Having grown up on Warp Records, Nine Inch Nails, and Nintendo music, I've
actually come to really appreciate a good live performance. I've seen the
unlikeliest of artists doing live shows, and I've also gone to dozens of
festivals which turned me on to music that I'd never appreciate if not for
having seen the groups that played the music live.
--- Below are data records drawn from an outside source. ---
//! Pidfile lifecycle: written once at startup, removed at shutdown.

use std::fs;
use std::io::Write;
use std::path::{Path, PathBuf};
use std::sync::atomic::{AtomicBool, Ordering};

/// A pidfile holding the current process id.
#[derive(Debug)]
pub struct Pidfile {
    path: PathBuf,
    removed: AtomicBool,
}

impl Pidfile {
    /// Write the current process id to `path`.
    pub fn write(path: impl AsRef<Path>) -> std::io::Result<Self> {
        let path = path.as_ref().to_path_buf();

        // Write to temp file first, then rename for atomicity
        let mut temp_path = path.clone().into_os_string();
        temp_path.push(".tmp");
        let mut file = fs::File::create(&temp_path)?;
        writeln!(file, "{}", std::process::id())?;
        file.sync_all()?;
        fs::rename(&temp_path, &path)?;

        tracing::debug!("Wrote pidfile {:?}", path);
        Ok(Self {
            path,
            removed: AtomicBool::new(false),
        })
    }

    pub fn path(&self) -> &Path {
        &self.path
    }

    /// Delete the file. Only the first call touches the filesystem.
    pub fn remove(&self) -> std::io::Result<bool> {
        if self.removed.swap(true, Ordering::SeqCst) {
            return Ok(false);
        }

        match fs::remove_file(&self.path) {
            Ok(()) => {
                tracing::debug!("Deleted pidfile {:?}", self.path);
                Ok(true)
            }
            Err(e) if e.kind() == std::io::ErrorKind::NotFound => Ok(false),
            Err(e) => Err(e),
        }
    }
}

#[cfg(test)]
mod tests {
    #![allow(clippy::disallowed_methods)]

    use super::*;

    #[test]
    fn writes_current_pid() {
        let dir = tempfile::tempdir().unwrap();
        let path = dir.path().join("worker.pid");

        let pidfile = Pidfile::write(&path).unwrap();
        let contents = fs::read_to_string(pidfile.path()).unwrap();
        assert_eq!(contents.trim(), std::process::id().to_string());
    }

    #[test]
    fn remove_is_idempotent() {
        let dir = tempfile::tempdir().unwrap();
        let path = dir.path().join("worker.pid");

        let pidfile = Pidfile::write(&path).unwrap();
        assert!(pidfile.remove().unwrap());
        assert!(!path.exists());
        assert!(!pidfile.remove().unwrap());
    }

    #[test]
    fn missing_directory_is_an_error() {
        let dir = tempfile::tempdir().unwrap();
        let path = dir.path().join("nope").join("worker.pid");
        assert!(Pidfile::write(path).is_err());
    }
}
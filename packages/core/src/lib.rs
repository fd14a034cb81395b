//! Core domain types for the job worker.
//!
//! This crate contains shared types used across all packages:
//! - Job and Payload for units of work
//! - QueueSet for the queues a worker polls
//! - WorkerId for registry bookkeeping
//! - Failure records and worker events for observability

mod error;
mod events;
mod failure;
mod job;
mod queue;
mod worker;

pub use error::CoreError;
pub use events::WorkerEvent;
pub use failure::Failure;
pub use job::{Job, Payload};
pub use queue::{QueueSet, WILDCARD};
pub use worker::{WorkerId, local_hostname, system_hostname};
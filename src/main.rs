//! This file defines the rentalist binary entry point.

use std::path::Path;
use std::process::exit;
use std::sync::Arc;

use rentalist::app;
use rentalist::app_state::AppState;
use rentalist::cli;
use rentalist::metrics;
use rentalist::rentals;
use rentalist::server;
use rentalist::stations;
use rentalist::tracing::init_tracing;

use tracing::{event, Level};

/// Application entry point
///
/// Loads both datasets before serving and fails fast if either load fails.
#[tokio::main]
async fn main() {
    let args = cli::parse();
    init_tracing();
    metrics::register_metrics();

    let rentals = match rentals::load_rentals(Path::new(&args.trips_file)) {
        Ok(rentals) => rentals,
        Err(error) => {
            event!(Level::ERROR, "failed to load trip data: {}", error);
            exit(1)
        }
    };
    let stations = match stations::fetch_stations(&args.station_info_url).await {
        Ok(stations) => stations,
        Err(error) => {
            event!(Level::ERROR, "failed to load station data: {}", error);
            exit(1)
        }
    };

    let state = Arc::new(AppState::new(&args, rentals, stations));
    let service = app::service(state);
    server::serve(&args, service).await;
}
Aside from that - it's too bad you have zero interest in ever attending a live
concert. To me, that's like saying you have zero interest in tasting delicious
food, or zero interest in having sex. You've got at least five senses, and
only so long to live - make the most of what you have!

------
cvinson
As a musician with a startup in this space, so I know first had these numbers
are skewed.

First, a musician's online product isn't just their music -- merch sales like
t-shirts make up a big part of their revenue stream. For our members it is
70/30 split in terms of music/merch, but the profitability of merch is a lot
higher. And as others have mentioned, royalties are not in the picture.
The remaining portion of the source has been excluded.